--- TASK REQUIREMENTS ---
Without any omission, reproduce the records that follow.

--- EXCERPTED DATA ---

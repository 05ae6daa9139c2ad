use serde::{Deserialize, Serialize};

use crate::domain::{
    Address, ProfileId, PubType, PublicationId, PublicationRef, TokenAmount, TxHash, B256,
};

pub mod hex_bytes {
    use serde::{Deserialize, Deserializer, Serializer};

    use crate::domain::{decode_prefixed_hex, encode_prefixed_hex};

    pub fn serialize<S: Serializer>(bytes: &[u8], serializer: S) -> Result<S::Ok, S::Error> {
        serializer.serialize_str(&encode_prefixed_hex(bytes))
    }

    pub fn deserialize<'de, D: Deserializer<'de>>(deserializer: D) -> Result<Vec<u8>, D::Error> {
        let raw = String::deserialize(deserializer)?;
        decode_prefixed_hex(&raw).map_err(serde::de::Error::custom)
    }
}

/// Arguments the module decodes from `initializePublicationAction`'s data.
#[derive(Debug, Clone, PartialEq, Eq, Serialize, Deserialize)]
pub struct InitializeActionData {
    pub tip_receiver: Address,
    pub cook_book: Address,
    pub cook_book_id: u64,
    pub recipe_metadata: String,
}

/// Decoded form of `actionModuleData` for `processPublicationAction`.
#[derive(Debug, Clone, PartialEq, Eq, Serialize, Deserialize)]
pub struct ProcessActionData {
    pub currency: Address,
    pub tip_amount: TokenAmount,
    pub cook_book: Address,
    pub cook_book_id: u64,
}

#[derive(Debug, Clone, PartialEq, Eq, Serialize, Deserialize)]
pub struct InitializeActionCall {
    pub profile_id: ProfileId,
    pub publication_id: PublicationId,
    pub transaction_executor: Address,
    #[serde(with = "hex_bytes")]
    pub data: Vec<u8>,
}

impl InitializeActionCall {
    pub fn publication(&self) -> PublicationRef {
        PublicationRef::new(self.profile_id, self.publication_id)
    }
}

/// The `ProcessActionParams` tuple accepted by `processPublicationAction`.
#[derive(Debug, Clone, PartialEq, Eq, Serialize, Deserialize)]
pub struct ProcessActionParams {
    pub publication_acted_profile_id: ProfileId,
    pub publication_acted_id: PublicationId,
    pub actor_profile_id: ProfileId,
    pub actor_profile_owner: Address,
    pub transaction_executor: Address,
    pub referrer_profile_ids: Vec<ProfileId>,
    pub referrer_pub_ids: Vec<PublicationId>,
    pub referrer_pub_types: Vec<PubType>,
    #[serde(with = "hex_bytes")]
    pub action_module_data: Vec<u8>,
}

impl ProcessActionParams {
    pub fn publication(&self) -> PublicationRef {
        PublicationRef::new(self.publication_acted_profile_id, self.publication_acted_id)
    }
}

#[derive(Debug, Clone, PartialEq, Eq, Serialize, Deserialize)]
#[serde(tag = "type", content = "payload", rename_all = "snake_case")]
pub enum ModuleEvent {
    TipReceiverRegistered {
        profile_id: ProfileId,
        publication_id: PublicationId,
        tip_receiver: Address,
    },
    TipCreated {
        transaction_executor: Address,
        tip_receiver: Address,
        currency: Address,
        tip_amount: TokenAmount,
    },
}

#[derive(Debug, Clone, PartialEq, Eq, Serialize, Deserialize)]
pub struct LogEntry {
    pub address: Address,
    pub topics: Vec<B256>,
    #[serde(with = "hex_bytes")]
    pub data: Vec<u8>,
}

#[derive(Debug, Clone, PartialEq, Eq, Serialize, Deserialize)]
pub struct TransactionRequest {
    pub from: Address,
    #[serde(default, skip_serializing_if = "Option::is_none")]
    pub to: Option<Address>,
    #[serde(with = "hex_bytes")]
    pub data: Vec<u8>,
    #[serde(default)]
    pub value: TokenAmount,
}

impl TransactionRequest {
    pub fn call(from: Address, to: Address, data: Vec<u8>) -> Self {
        Self {
            from,
            to: Some(to),
            data,
            value: TokenAmount::ZERO,
        }
    }

    pub fn create(from: Address, data: Vec<u8>) -> Self {
        Self {
            from,
            to: None,
            data,
            value: TokenAmount::ZERO,
        }
    }

    pub fn with_value(mut self, value: TokenAmount) -> Self {
        self.value = value;
        self
    }
}

/// Read-only `eth_call` request.
#[derive(Debug, Clone, PartialEq, Eq, Serialize, Deserialize)]
pub struct CallRequest {
    #[serde(default, skip_serializing_if = "Option::is_none")]
    pub from: Option<Address>,
    pub to: Address,
    #[serde(with = "hex_bytes")]
    pub data: Vec<u8>,
}

#[derive(Debug, Clone, PartialEq, Eq, Serialize, Deserialize)]
pub struct TransactionReceipt {
    pub transaction_hash: TxHash,
    pub block_number: u64,
    pub status: bool,
    pub from: Address,
    #[serde(default, skip_serializing_if = "Option::is_none")]
    pub to: Option<Address>,
    #[serde(default, skip_serializing_if = "Option::is_none")]
    pub contract_address: Option<Address>,
    pub logs: Vec<LogEntry>,
}

/// Compiled creation code for a named contract.
#[derive(Debug, Clone, PartialEq, Eq, Serialize, Deserialize)]
pub struct ContractArtifact {
    pub contract_name: String,
    #[serde(with = "hex_bytes")]
    pub bytecode: Vec<u8>,
}

impl ContractArtifact {
    /// Creation payload: bytecode followed by ABI-encoded constructor args.
    pub fn creation_code(&self, constructor_args: &[u8]) -> Vec<u8> {
        let mut code = self.bytecode.clone();
        code.extend_from_slice(constructor_args);
        code
    }
}
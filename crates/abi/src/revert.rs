use shared::domain::Selector;

use crate::{
    codec::{decode, encode, word_to_u128, ParamType, Token},
    hash::selector,
};

pub const ERROR_STRING_SIGNATURE: &str = "Error(string)";
pub const PANIC_SIGNATURE: &str = "Panic(uint256)";

/// Decoded revert payload of a failed call.
#[derive(Debug, Clone, PartialEq, Eq)]
pub enum Revert {
    Reason(String),
    Panic(u128),
    Custom { selector: Selector, data: Vec<u8> },
    Empty,
}

impl Revert {
    pub fn decode(data: &[u8]) -> Self {
        if data.len() < 4 {
            return Revert::Empty;
        }
        let head = Selector([data[0], data[1], data[2], data[3]]);
        let body = &data[4..];

        if head == selector(ERROR_STRING_SIGNATURE) {
            if let Ok(mut tokens) = decode(&[ParamType::String], body) {
                if let Some(Token::String(reason)) = tokens.pop() {
                    return Revert::Reason(reason);
                }
            }
        }
        if head == selector(PANIC_SIGNATURE) {
            if let Ok(mut tokens) = decode(&[ParamType::Uint(256)], body) {
                if let Some(Token::Uint(word)) = tokens.pop() {
                    if let Ok(code) = word_to_u128(&word) {
                        return Revert::Panic(code);
                    }
                }
            }
        }

        Revert::Custom {
            selector: head,
            data: body.to_vec(),
        }
    }

    pub fn is_custom(&self, signature: &str) -> bool {
        matches!(self, Revert::Custom { selector: s, .. } if *s == selector(signature))
    }

    pub fn describe(&self) -> String {
        match self {
            Revert::Reason(reason) => reason.clone(),
            Revert::Panic(code) => format!("panic 0x{code:02x}"),
            Revert::Custom { selector, .. } => format!("custom error {selector}"),
            Revert::Empty => "reverted without data".to_string(),
        }
    }
}

pub fn encode_reason(reason: &str) -> Vec<u8> {
    let mut out = selector(ERROR_STRING_SIGNATURE).0.to_vec();
    out.extend(encode(&[Token::String(reason.to_string())]));
    out
}

pub fn encode_custom(signature: &str) -> Vec<u8> {
    selector(signature).0.to_vec()
}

--- RESPONSE TO THE EXERCISE ---
repository 05ae6daa9139c2ad
use serde::{Deserialize, Serialize};

use crate::domain::{
    Address, ProfileId, PubType, PublicationId, PublicationRef, TokenAmount, TxHash, B256,
};

pub mod hex_bytes {
    use serde::{Deserialize, Deserializer, Serializer};

    use crate::domain::{decode_prefixed_hex, encode_prefixed_hex};

    pub fn serialize<S: Serializer>(bytes: &[u8], serializer: S) -> Result<S::Ok, S::Error> {
        serializer.serialize_str(&encode_prefixed_hex(bytes))
    }

    pub fn deserialize<'de, D: Deserializer<'de>>(deserializer: D) -> Result<Vec<u8>, D::Error> {
        let raw = String::deserialize(deserializer)?;
        decode_prefixed_hex(&raw).map_err(serde::de::Error::custom)
    }
}

/// Arguments the module decodes from `initializePublicationAction`'s data.
#[derive(Debug, Clone, PartialEq, Eq, Serialize, Deserialize)]
pub struct InitializeActionData {
    pub tip_receiver: Address,
    pub cook_book: Address,
    pub cook_book_id: u64,
    pub recipe_metadata: String,
}

/// Decoded form of `actionModuleData` for `processPublicationAction`.
#[derive(Debug, Clone, PartialEq, Eq, Serialize, Deserialize)]
pub struct ProcessActionData {
    pub currency: Address,
    pub tip_amount: TokenAmount,
    pub cook_book: Address,
    pub cook_book_id: u64,
}

#[derive(Debug, Clone, PartialEq, Eq, Serialize, Deserialize)]
pub struct InitializeActionCall {
    pub profile_id: ProfileId,
    pub publication_id: PublicationId,
    pub transaction_executor: Address,
    #[serde(with = "hex_bytes")]
    pub data: Vec<u8>,
}

impl InitializeActionCall {
    pub fn publication(&self) -> PublicationRef {
        PublicationRef::new(self.profile_id, self.publication_id)
    }
}

/// The `ProcessActionParams` tuple accepted by `processPublicationAction`.
#[derive(Debug, Clone, PartialEq, Eq, Serialize, Deserialize)]
pub struct ProcessActionParams {
    pub publication_acted_profile_id: ProfileId,
    pub publication_acted_id: PublicationId,
    pub actor_profile_id: ProfileId,
    pub actor_profile_owner: Address,
    pub transaction_executor: Address,
    pub referrer_profile_ids: Vec<ProfileId>,
    pub referrer_pub_ids: Vec<PublicationId>,
    pub referrer_pub_types: Vec<PubType>,
    #[serde(with = "hex_bytes")]
    pub action_module_data: Vec<u8>,
}

impl ProcessActionParams {
    pub fn publication(&self) -> PublicationRef {
        PublicationRef::new(self.publication_acted_profile_id, self.publication_acted_id)
    }
}

#[derive(Debug, Clone, PartialEq, Eq, Serialize, Deserialize)]
#[serde(tag = "type", content = "payload", rename_all = "snake_case")]
pub enum ModuleEvent {
    TipReceiverRegistered {
        profile_id: ProfileId,
        publication_id: PublicationId,
        tip_receiver: Address,
    },
    TipCreated {
        transaction_executor: Address,
        tip_receiver: Address,
        currency: Address,
        tip_amount: TokenAmount,
    },
}

#[derive(Debug, Clone, PartialEq, Eq, Serialize, Deserialize)]
pub struct LogEntry {
    pub address: Address,
    pub topics: Vec<B256>,
    #[serde(with = "hex_bytes")]
    pub data: Vec<u8>,
}

#[derive(Debug, Clone, PartialEq, Eq, Serialize, Deserialize)]
pub struct TransactionRequest {
    pub from: Address,
    #[serde(default, skip_serializing_if = "Option::is_none")]
    pub to: Option<Address>,
    #[serde(with = "hex_bytes")]
    pub data: Vec<u8>,
    #[serde(default)]
    pub value: TokenAmount,
}

impl TransactionRequest {
    pub fn call(from: Address, to: Address, data: Vec<u8>) -> Self {
        Self {
            from,
            to: Some(to),
            data,
            value: TokenAmount::ZERO,
        }
    }

    pub fn create(from: Address, data: Vec<u8>) -> Self {
        Self {
            from,
            to: None,
            data,
            value: TokenAmount::ZERO,
        }
    }

    pub fn with_value(mut self, value: TokenAmount) -> Self {
        self.value = value;
        self
    }
}

/// Read-only `eth_call` request.
#[derive(Debug, Clone, PartialEq, Eq, Serialize, Deserialize)]
pub struct CallRequest {
    #[serde(default, skip_serializing_if = "Option::is_none")]
    pub from: Option<Address>,
    pub to: Address,
    #[serde(with = "hex_bytes")]
    pub data: Vec<u8>,
}

#[derive(Debug, Clone, PartialEq, Eq, Serialize, Deserialize)]
pub struct TransactionReceipt {
    pub transaction_hash: TxHash,
    pub block_number: u64,
    pub status: bool,
    pub from: Address,
    #[serde(default, skip_serializing_if = "Option::is_none")]
    pub to: Option<Address>,
    #[serde(default, skip_serializing_if = "Option::is_none")]
    pub contract_address: Option<Address>,
    pub logs: Vec<LogEntry>,
}

/// Compiled creation code for a named contract.
#[derive(Debug, Clone, PartialEq, Eq, Serialize, Deserialize)]
pub struct ContractArtifact {
    pub contract_name: String,
    #[serde(with = "hex_bytes")]
    pub bytecode: Vec<u8>,
}

impl ContractArtifact {
    /// Creation payload: bytecode followed by ABI-encoded constructor args.
    pub fn creation_code(&self, constructor_args: &[u8]) -> Vec<u8> {
        let mut code = self.bytecode.clone();
        code.extend_from_slice(constructor_args);
        code
    }
}
filename crates/abi/src/revert.rs
use shared::domain::Selector;

use crate::{
    codec::{decode, encode, word_to_u128, ParamType, Token},
    hash::selector,
};

pub const ERROR_STRING_SIGNATURE: &str = "Error(string)";
pub const PANIC_SIGNATURE: &str = "Panic(uint256)";

/// Decoded revert payload of a failed call.
#[derive(Debug, Clone, PartialEq, Eq)]
pub enum Revert {
    Reason(String),
    Panic(u128),
    Custom { selector: Selector, data: Vec<u8> },
    Empty,
}

impl Revert {
    pub fn decode(data: &[u8]) -> Self {
        if data.len() < 4 {
            return Revert::Empty;
        }
        let head = Selector([data[0], data[1], data[2], data[3]]);
        let body = &data[4..];

        if head == selector(ERROR_STRING_SIGNATURE) {
            if let Ok(mut tokens) = decode(&[ParamType::String], body) {
                if let Some(Token::String(reason)) = tokens.pop() {
                    return Revert::Reason(reason);
                }
            }
        }
        if head == selector(PANIC_SIGNATURE) {
            if let Ok(mut tokens) = decode(&[ParamType::Uint(256)], body) {
                if let Some(Token::Uint(word)) = tokens.pop() {
                    if let Ok(code) = word_to_u128(&word) {
                        return Revert::Panic(code);
                    }
                }
            }
        }

        Revert::Custom {
            selector: head,
            data: body.to_vec(),
        }
    }

    pub fn is_custom(&self, signature: &str) -> bool {
        matches!(self, Revert::Custom { selector: s, .. } if *s == selector(signature))
    }

    pub fn describe(&self) -> String {
        match self {
            Revert::Reason(reason) => reason.clone(),
            Revert::Panic(code) => format!("panic 0x{code:02x}"),
            Revert::Custom { selector, .. } => format!("custom error {selector}"),
            Revert::Empty => "reverted without data".to_string(),
        }
    }
}

pub fn encode_reason(reason: &str) -> Vec<u8> {
    let mut out = selector(ERROR_STRING_SIGNATURE).0.to_vec();
    out.extend(encode(&[Token::String(reason.to_string())]));
    out
}

pub fn encode_custom(signature: &str) -> Vec<u8> {
    selector(signature).0.to_vec()
}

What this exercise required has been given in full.